Telling Annie's best friend, Rachel, was my favorite, though. Rachel is herself 8 months pregnant with her first, and we thought it might be fun to surprise her with my bump. Annie called and said we wanted to be sure to see her as much as possible before the baby, to get in more of those precious pre-child friend moments, or some such.

We knocked on her door, Annie immediately gestured toward Rachel's huge, round, sundress-clad bump, and went in for a big hug. They embraced for a few seconds, but Rachel saw me over Annie's shoulder, wearing just my t-shirt and jeggings. "What the fuck?!" was her timeless response.

She then looked between my and Annie's eyes a few times, Annie nodded enthusiastically at her, and she grabbed us both, pulling us in as close to her as her massive bump (and my more modest one!) would allow. It turned out that she'd actually heard about the male-impregnating experimental clinics during her time in nursing school.

It was incredibly refreshing not to have to go into the nitty-gritty details, and just talk excitedly with someone about the pregnancy. We rubbed each other's bellies copiously, and generally had the best bonding time I'd ever had with my wife's bestie. That 8 month belly of hers was absolutely killer: I had to have Annie drive home so that I could jerk-off...repeatedly.

Anyway, I almost forgot the most exciting thing of the past month: BABY MOVEMENT!! Man, do I wish I could record exactly what it feels like verbally. The closest comparison I have is being gassy, and feeling the gases move around in your abdomen. Other than that, I can't think of any internal movements that are even marginally similar.

Gas is hardly comparable either, really, largely due not to its feeling different, but to the different connotations of the two. Gas means your stomach is upset, which isn't fun for most people. Baby movement means your fostering life within your womb, participating in, creating, and becoming one of nature's miracles. I've looked truly pregnant for a little while now, but this is such a tangible change; it feels totally different.

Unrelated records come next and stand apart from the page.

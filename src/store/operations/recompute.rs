use sled::Transactional;

use crate::store::keys;
use crate::store::operations::goals::LearningGoal;
use crate::store::operations::profiles::LearningProfile;
use crate::store::operations::recommendations::Recommendation;
use crate::store::operations::schedules::StudySchedule;
use crate::store::{map_tx_error, tx_deserialize, tx_serialize, Store, StoreError};

/// Everything one learning event changes, written as a single unit.
#[derive(Debug, Clone)]
pub struct RecomputeCommit {
    pub user_id: String,
    pub goals: Vec<LearningGoal>,
    pub expired_recommendation_keys: Vec<String>,
    pub new_recommendations: Vec<Recommendation>,
    /// Present only when the adjuster changed the active schedule.
    pub schedule: Option<StudySchedule>,
    pub profile: LearningProfile,
}

impl Store {
    pub fn commit_recompute(&self, commit: &RecomputeCommit) -> Result<(), StoreError> {
        let mut goal_rows = Vec::with_capacity(commit.goals.len());
        for goal in &commit.goals {
            goal_rows.push((
                keys::goal_key(&goal.user_id, &goal.id)?,
                Self::serialize(goal)?,
            ));
        }
        let mut recommendation_rows = Vec::with_capacity(commit.new_recommendations.len());
        for rec in &commit.new_recommendations {
            recommendation_rows.push((
                keys::recommendation_key(&rec.user_id, &rec.id)?,
                Self::serialize(rec)?,
            ));
        }
        let schedule_key = match &commit.schedule {
            Some(s) => Some(keys::schedule_key(&s.user_id, &s.id)?),
            None => None,
        };
        let profile_key = keys::profile_key(&commit.user_id)?;
        let profile_row = Self::serialize(&commit.profile)?;

        (
            &self.goals,
            &self.recommendations,
            &self.schedules,
            &self.profiles,
        )
            .transaction(|(tx_goals, tx_recs, tx_schedules, tx_profiles)| {
                for (key, value) in &goal_rows {
                    // 目标在处理期间被删除时不再复活
                    if tx_goals.get(key.as_bytes())?.is_some() {
                        tx_goals.insert(key.as_bytes(), value.as_slice())?;
                    }
                }

                for key in &commit.expired_recommendation_keys {
                    tx_recs.remove(key.as_bytes())?;
                }
                for (key, value) in &recommendation_rows {
                    tx_recs.insert(key.as_bytes(), value.as_slice())?;
                }

                if let (Some(key), Some(adjusted)) = (&schedule_key, &commit.schedule) {
                    if let Some(raw) = tx_schedules.get(key.as_bytes())? {
                        let current: StudySchedule = tx_deserialize(&raw)?;
                        let mut next = adjusted.clone();
                        // 激活状态只由激活操作维护
                        next.is_active = current.is_active;
                        tx_schedules.insert(key.as_bytes(), tx_serialize(&next)?)?;
                    }
                }

                tx_profiles.insert(profile_key.as_bytes(), profile_row.as_slice())?;
                Ok(())
            })
            .map_err(map_tx_error)
    }
}
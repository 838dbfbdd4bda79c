use chrono::{DateTime, Duration, NaiveDate, Utc};

use study_scheduler::scheduler::goals::NewGoal;
use study_scheduler::scheduler::service::NewSchedule;
use study_scheduler::store::operations::daily_plans::{
    DailyStudyPlan, PlanDifficulty, PlanPriority, PlanStatus, RecommendedTask, TaskPriority,
    TaskType,
};
use study_scheduler::store::operations::flashcards::Flashcard;
use study_scheduler::store::operations::goals::{GoalPriority, TargetMetrics};
use study_scheduler::store::operations::quiz_attempts::QuizAttempt;
use study_scheduler::store::operations::schedules::{
    ActivityDistribution, AdaptationMode, CatchUpStrategy, ScheduleConfig, ScheduleType,
};
use study_scheduler::store::Store;

pub fn date(y: i32, m: u32, d: u32) -> NaiveDate {
    NaiveDate::from_ymd_opt(y, m, d).expect("valid date")
}

pub fn card(user_id: &str, id: &str, tag: &str, due: Option<DateTime<Utc>>) -> Flashcard {
    Flashcard {
        id: id.to_string(),
        user_id: user_id.to_string(),
        front: format!("front-{id}"),
        tags: vec![tag.to_string()],
        ease_factor: 2.5,
        repetitions: 0,
        interval_days: 0,
        next_review_date: due,
        last_reviewed_at: None,
        created_at: Utc::now() - Duration::days(10),
    }
}

pub fn mastered_card(user_id: &str, id: &str, tag: &str) -> Flashcard {
    Flashcard {
        repetitions: 4,
        ease_factor: 2.6,
        interval_days: 12,
        next_review_date: Some(Utc::now() + Duration::days(12)),
        last_reviewed_at: Some(Utc::now()),
        ..card(user_id, id, tag, None)
    }
}

pub fn seed_due_cards(store: &Store, user_id: &str, count: usize, tag: &str) -> Vec<Flashcard> {
    (0..count)
        .map(|i| {
            let c = card(
                user_id,
                &format!("{tag}-{i}"),
                tag,
                Some(Utc::now() - Duration::hours(i as i64 + 1)),
            );
            store.upsert_flashcard(&c).expect("upsert card");
            c
        })
        .collect()
}

pub fn attempt(user_id: &str, topic: Option<&str>, score: f64, at: DateTime<Utc>) -> QuizAttempt {
    QuizAttempt {
        id: uuid::Uuid::new_v4().to_string(),
        user_id: user_id.to_string(),
        quiz_id: "quiz-1".to_string(),
        topic: topic.map(str::to_string),
        score_percentage: score,
        time_spent_minutes: 10,
        completed_at: at,
    }
}

pub fn vocabulary_goal(target_words: u32, start: NaiveDate, target: NaiveDate) -> NewGoal {
    NewGoal {
        title: format!("Learn {target_words} words"),
        description: None,
        target_metrics: TargetMetrics::VocabularyCount { target_words },
        start_date: Some(start),
        target_date: target,
        priority: GoalPriority::High,
        draft: false,
        milestones: None,
    }
}

pub fn quiz_goal(target_score: f64, topic: Option<&str>, target: NaiveDate) -> NewGoal {
    NewGoal {
        title: "Ace the quizzes".to_string(),
        description: Some("quiz practice".to_string()),
        target_metrics: TargetMetrics::QuizScore {
            target_score,
            topic: topic.map(str::to_string),
        },
        start_date: None,
        target_date: target,
        priority: GoalPriority::Medium,
        draft: false,
        milestones: None,
    }
}

pub fn schedule_input(daily_minutes: u32, mode: AdaptationMode, activate: bool) -> NewSchedule {
    NewSchedule {
        name: "Evening routine".to_string(),
        schedule_type: ScheduleType::Daily,
        schedule_config: ScheduleConfig {
            daily_minutes,
            days_per_week: 7,
            activity_distribution: ActivityDistribution::default(),
            focus_areas: vec!["Grammar".to_string()],
        },
        adaptation_mode: mode,
        min_daily_load: Some(15),
        max_daily_load: Some(60),
        catch_up_strategy: CatchUpStrategy::Gradual,
        activate,
    }
}

/// A persisted plan in a given final state, for adjuster and stats history.
pub fn history_plan(
    user_id: &str,
    schedule_id: &str,
    plan_date: NaiveDate,
    status: PlanStatus,
    accuracy: Option<f64>,
) -> DailyStudyPlan {
    let now = Utc::now();
    let done = status == PlanStatus::Completed;
    DailyStudyPlan {
        id: uuid::Uuid::new_v4().to_string(),
        user_id: user_id.to_string(),
        plan_date,
        schedule_id: Some(schedule_id.to_string()),
        recommended_tasks: vec![RecommendedTask {
            task_type: TaskType::FreePractice,
            title: "Practice".to_string(),
            target_ids: vec![],
            estimated_minutes: 30,
            priority: TaskPriority::Medium,
            reason: "history".to_string(),
            topic: None,
            completed: done,
            actual_minutes: done.then_some(30),
            accuracy: if done { accuracy } else { None },
        }],
        total_estimated_minutes: 30,
        priority: PlanPriority::Normal,
        difficulty: PlanDifficulty::Medium,
        summary: "history".to_string(),
        status,
        completed_tasks_count: u32::from(done),
        total_tasks_count: 1,
        completion_percentage: if done { 100.0 } else { 0.0 },
        actual_minutes_spent: if done { 30 } else { 0 },
        accuracy: if done { accuracy } else { None },
        started_at: done.then_some(now),
        completed_at: done.then_some(now),
        created_at: now,
        updated_at: now,
    }
}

The reality of impending parenthood is weighing on me a bit, honestly. But that's not what this journal is for. It's for the pregnancy. The movements feel amazing and make me feel great, even when there's a kick (I think?) to an internal organ.

Annie LOVES feeling the movement, rubbing on my bare belly for hours on end waiting for the movement, and searching for visual signs of it, which I think won't come until the baby's a bit bigger, but I'm glad Annie is so into it and has something to look forward to! We talked about the feelings we got from the baby movement, and she agreed that it made a more concrete impression on her that we are about to be parents.

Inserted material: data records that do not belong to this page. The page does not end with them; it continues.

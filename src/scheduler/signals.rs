//! Learning signals read from the collaborator replicas: due cards, quiz
//! topic averages, and recently studied topics.

use std::collections::HashMap;

use chrono::{DateTime, Duration, Utc};
use serde::Serialize;

use crate::store::operations::flashcards::Flashcard;
use crate::store::operations::quiz_attempts::QuizAttempt;
use crate::store::{Store, StoreError};

#[derive(Debug, Clone, Default)]
pub struct DueItems {
    /// Earliest due first, capped at the candidate limit.
    pub cards: Vec<Flashcard>,
    /// Every due card, uncapped.
    pub total_due: usize,
}

#[derive(Debug, Clone, PartialEq, Serialize)]
#[serde(rename_all = "camelCase")]
pub struct TopicScore {
    pub topic: String,
    pub average_score: f64,
    pub attempts: usize,
}

pub fn load_due_items(
    store: &Store,
    user_id: &str,
    now: DateTime<Utc>,
    cap: usize,
) -> Result<DueItems, StoreError> {
    Ok(DueItems {
        cards: store.due_flashcards(user_id, now, cap)?,
        total_due: store.count_due_flashcards(user_id, now)?,
    })
}

pub fn load_attempts(
    store: &Store,
    user_id: &str,
    now: DateTime<Utc>,
    lookback_days: i64,
) -> Result<Vec<QuizAttempt>, StoreError> {
    store.quiz_attempts_since(user_id, now - Duration::days(lookback_days))
}

/// Average score per topic; attempts without a topic are ignored.
/// Sorted by ascending average, then topic name.
pub fn topic_scores(attempts: &[QuizAttempt]) -> Vec<TopicScore> {
    let mut groups: HashMap<&str, (f64, usize)> = HashMap::new();
    for attempt in attempts {
        let Some(topic) = attempt.topic.as_deref() else {
            continue;
        };
        let entry = groups.entry(topic).or_insert((0.0, 0));
        entry.0 += attempt.score_percentage;
        entry.1 += 1;
    }

    let mut scores: Vec<TopicScore> = groups
        .into_iter()
        .map(|(topic, (sum, n))| TopicScore {
            topic: topic.to_string(),
            average_score: sum / n as f64,
            attempts: n,
        })
        .collect();
    scores.sort_by(|a, b| {
        a.average_score
            .total_cmp(&b.average_score)
            .then_with(|| a.topic.cmp(&b.topic))
    });
    scores
}

/// Lowest-scoring topics under `threshold` with enough attempts.
pub fn weak_topics(
    scores: &[TopicScore],
    threshold: f64,
    min_attempts: usize,
    cap: usize,
) -> Vec<TopicScore> {
    scores
        .iter()
        .filter(|s| s.average_score < threshold && s.attempts >= min_attempts)
        .take(cap)
        .cloned()
        .collect()
}

pub fn strong_topics(scores: &[TopicScore], threshold: f64) -> Vec<String> {
    scores
        .iter()
        .filter(|s| s.average_score >= threshold)
        .map(|s| s.topic.clone())
        .collect()
}

/// Topics touched since `since`, most recent first, deduplicated
/// case-insensitively. Quiz topics and reviewed card tags both count.
pub fn recent_topics(
    attempts: &[QuizAttempt],
    cards: &[Flashcard],
    since: DateTime<Utc>,
    cap: usize,
) -> Vec<String> {
    let mut touched: Vec<(DateTime<Utc>, &str)> = Vec::new();
    for attempt in attempts.iter().filter(|a| a.completed_at >= since) {
        if let Some(topic) = attempt.topic.as_deref() {
            touched.push((attempt.completed_at, topic));
        }
    }
    for card in cards {
        if let Some(reviewed) = card.last_reviewed_at.filter(|r| *r >= since) {
            for tag in &card.tags {
                touched.push((reviewed, tag.as_str()));
            }
        }
    }
    touched.sort_by(|a, b| b.0.cmp(&a.0).then_with(|| a.1.cmp(b.1)));

    let mut topics: Vec<String> = Vec::new();
    for (_, topic) in touched {
        if topics.iter().any(|t| t.eq_ignore_ascii_case(topic)) {
            continue;
        }
        topics.push(topic.to_string());
        if topics.len() >= cap {
            break;
        }
    }
    topics
}

/// Due cards grouped under every tag they carry (untagged cards under
/// "General"), largest group first. A card with two tags lands in both groups.
pub fn group_due_by_tag(cards: &[Flashcard]) -> Vec<(String, Vec<&Flashcard>)> {
    let mut groups: Vec<(String, Vec<&Flashcard>)> = Vec::new();
    for card in cards {
        let mut tags: Vec<&str> = card.tags.iter().map(String::as_str).collect();
        if tags.is_empty() {
            tags.push("General");
        }
        tags.sort_unstable();
        tags.dedup();
        for tag in tags {
            match groups.iter_mut().find(|(t, _)| t == tag) {
                Some((_, members)) => members.push(card),
                None => groups.push((tag.to_string(), vec![card])),
            }
        }
    }
    groups.sort_by(|a, b| b.1.len().cmp(&a.1.len()).then_with(|| a.0.cmp(&b.0)));
    groups
}

/// Most common tag across the given cards.
pub fn dominant_tag(cards: &[Flashcard]) -> Option<String> {
    group_due_by_tag(cards)
        .into_iter()
        .find(|(_, members)| members.iter().any(|c| !c.tags.is_empty()))
        .map(|(tag, _)| tag)
}
use std::cmp::Ordering;

use chrono::{DateTime, Utc};
use serde::{Deserialize, Serialize};

use crate::store::keys;
use crate::store::{Store, StoreError};

#[derive(Debug, Clone, Copy, Serialize, Deserialize, PartialEq, Eq, Hash)]
#[serde(rename_all = "snake_case")]
pub enum RecommendationType {
    DueFlashcards,
    WeakTopicFocus,
    QuizSuggestion,
    DocumentReread,
    GoalProgress,
    Reinforcement,
}

impl RecommendationType {
    pub fn as_str(self) -> &'static str {
        match self {
            Self::DueFlashcards => "due_flashcards",
            Self::WeakTopicFocus => "weak_topic_focus",
            Self::QuizSuggestion => "quiz_suggestion",
            Self::DocumentReread => "document_reread",
            Self::GoalProgress => "goal_progress",
            Self::Reinforcement => "reinforcement",
        }
    }
}

#[derive(Debug, Clone, Copy, Serialize, Deserialize, PartialEq, Eq, PartialOrd, Ord, Hash)]
#[serde(rename_all = "snake_case")]
pub enum RecommendationPriority {
    Low,
    Medium,
    High,
    Urgent,
}

impl RecommendationPriority {
    pub fn rank(self) -> u8 {
        match self {
            Self::Low => 1,
            Self::Medium => 2,
            Self::High => 3,
            Self::Urgent => 4,
        }
    }
}

#[derive(Debug, Clone, Copy, PartialEq, Eq)]
pub enum RecommendationAction {
    View,
    Accept,
    Dismiss,
}

#[derive(Debug, Clone, Serialize, Deserialize)]
#[serde(rename_all = "camelCase")]
pub struct Recommendation {
    pub id: String,
    pub user_id: String,
    pub recommendation_type: RecommendationType,
    /// Dedup key within a type: a topic, goal id, document id, or a fixed tag.
    pub subject: String,
    pub title: String,
    pub reason: String,
    pub priority: RecommendationPriority,
    pub relevance_score: f64,
    pub confidence_score: f64,
    pub expected_impact: f64,
    #[serde(default)]
    pub target_ids: Vec<String>,
    #[serde(default)]
    pub is_viewed: bool,
    #[serde(default)]
    pub is_accepted: bool,
    #[serde(default)]
    pub is_dismissed: bool,
    pub viewed_at: Option<DateTime<Utc>>,
    pub acted_at: Option<DateTime<Utc>>,
    pub created_at: DateTime<Utc>,
    pub expires_at: DateTime<Utc>,
}

impl Recommendation {
    pub fn is_expired(&self, now: DateTime<Utc>) -> bool {
        self.expires_at <= now
    }

    pub fn is_active(&self, now: DateTime<Utc>) -> bool {
        !self.is_expired(now) && !self.is_dismissed
    }

    /// Priority rank desc, then relevance desc, then confidence desc.
    pub fn display_order(a: &Self, b: &Self) -> Ordering {
        b.priority
            .rank()
            .cmp(&a.priority.rank())
            .then_with(|| b.relevance_score.total_cmp(&a.relevance_score))
            .then_with(|| b.confidence_score.total_cmp(&a.confidence_score))
    }

    fn apply(&mut self, action: RecommendationAction, now: DateTime<Utc>) {
        match action {
            RecommendationAction::View => {
                if !self.is_viewed {
                    self.is_viewed = true;
                    self.viewed_at = Some(now);
                }
            }
            RecommendationAction::Accept => {
                self.is_viewed = true;
                self.viewed_at.get_or_insert(now);
                self.is_accepted = true;
                self.is_dismissed = false;
                self.acted_at = Some(now);
            }
            RecommendationAction::Dismiss => {
                self.is_viewed = true;
                self.viewed_at.get_or_insert(now);
                self.is_dismissed = true;
                self.is_accepted = false;
                self.acted_at = Some(now);
            }
        }
    }
}

impl Store {
    pub fn insert_recommendations(&self, items: &[Recommendation]) -> Result<(), StoreError> {
        let mut batch = sled::Batch::default();
        for item in items {
            let key = keys::recommendation_key(&item.user_id, &item.id)?;
            batch.insert(key.as_bytes(), Self::serialize(item)?);
        }
        self.recommendations.apply_batch(batch)?;
        Ok(())
    }

    pub fn get_recommendation(
        &self,
        user_id: &str,
        recommendation_id: &str,
    ) -> Result<Option<Recommendation>, StoreError> {
        let key = keys::recommendation_key(user_id, recommendation_id)?;
        match self.recommendations.get(key.as_bytes())? {
            Some(raw) => Ok(Some(Self::deserialize(&raw)?)),
            None => Ok(None),
        }
    }

    pub fn list_recommendations(&self, user_id: &str) -> Result<Vec<Recommendation>, StoreError> {
        let prefix = keys::user_prefix(user_id)?;
        let mut items = Vec::new();
        for item in self.recommendations.scan_prefix(prefix.as_bytes()) {
            let (_, value) = item?;
            items.push(Self::deserialize::<Recommendation>(&value)?);
        }
        Ok(items)
    }

    /// Non-expired, non-dismissed recommendations in display order.
    pub fn list_active_recommendations(
        &self,
        user_id: &str,
        now: DateTime<Utc>,
    ) -> Result<Vec<Recommendation>, StoreError> {
        let mut items: Vec<Recommendation> = self
            .list_recommendations(user_id)?
            .into_iter()
            .filter(|r| r.is_active(now))
            .collect();
        items.sort_by(Recommendation::display_order);
        Ok(items)
    }

    /// Keys of the user's recommendations whose `expires_at` has passed.
    pub fn expired_recommendation_keys(
        &self,
        user_id: &str,
        now: DateTime<Utc>,
    ) -> Result<Vec<String>, StoreError> {
        let prefix = keys::user_prefix(user_id)?;
        let mut expired = Vec::new();
        for item in self.recommendations.scan_prefix(prefix.as_bytes()) {
            let (key, value) = item?;
            let rec: Recommendation = Self::deserialize(&value)?;
            if rec.is_expired(now) {
                expired.push(String::from_utf8_lossy(&key).to_string());
            }
        }
        Ok(expired)
    }

    pub fn purge_expired_recommendations(
        &self,
        user_id: &str,
        now: DateTime<Utc>,
    ) -> Result<usize, StoreError> {
        let expired = self.expired_recommendation_keys(user_id, now)?;
        let mut batch = sled::Batch::default();
        for key in &expired {
            batch.remove(key.as_bytes());
        }
        self.recommendations.apply_batch(batch)?;
        Ok(expired.len())
    }

    /// Sweep every user; undecodable rows are logged and left in place.
    pub fn purge_all_expired_recommendations(&self, now: DateTime<Utc>) -> Result<usize, StoreError> {
        let mut batch = sled::Batch::default();
        let mut purged = 0usize;
        for item in self.recommendations.iter() {
            let (key, value) = item?;
            match Self::deserialize::<Recommendation>(&value) {
                Ok(rec) if rec.is_expired(now) => {
                    batch.remove(key);
                    purged += 1;
                }
                Ok(_) => {}
                Err(e) => {
                    tracing::warn!(
                        key = %String::from_utf8_lossy(&key),
                        error = %e,
                        "Skipping undecodable recommendation"
                    );
                }
            }
        }
        self.recommendations.apply_batch(batch)?;
        Ok(purged)
    }

    pub fn record_recommendation_action(
        &self,
        user_id: &str,
        recommendation_id: &str,
        action: RecommendationAction,
        now: DateTime<Utc>,
    ) -> Result<Recommendation, StoreError> {
        let Some(mut rec) = self.get_recommendation(user_id, recommendation_id)? else {
            return Err(StoreError::not_found("recommendation", recommendation_id));
        };
        rec.apply(action, now);
        let key = keys::recommendation_key(user_id, recommendation_id)?;
        self.recommendations
            .insert(key.as_bytes(), Self::serialize(&rec)?)?;
        Ok(rec)
    }
}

Impending parenthood mentally put aside, I'll continue focusing one day at a time on this amazing gestational experience.

MONTH 6

Third trimester, woo! The books generally say you spend your 1st sick and nervous, 2nd energetic and horny, and 3rd unwieldy and uncomfortable. I think I've roughly followed this, with horniness being constantly in play, if not consistently persistent, throughout all 3 trimesters. It seems like discomfort is supposed to supplant the ravenous sex drive, but that can hardly come to pass when your unwieldiness and discomfort turn you on to no end. I think it's going to be a beautiful final act...

Everything is amazing right now, including the tougher parts that seem to taint the pregnant experience for the less sexually-motivated expectant mother (or father!). My lower back and legs are sore nearly all the time due to the strain of carrying my ever-growing bump and seriously enlarging tits (more on that shortly...) Orgasms remain a pregnancy-safe painkiller, though, and I continue to have my share of those!

I love the strained muscle feelings in my back and legs almost as much as I love staying off my feet as much as possible (Dr. Jacob's suggestion). I feel SO unwieldy when I keep still and supine for hours on end. Annie pampers me with food, belly rubs, hand-jobs, blow-jobs, and the occasional cowgirl-style fuck when she's in the mood.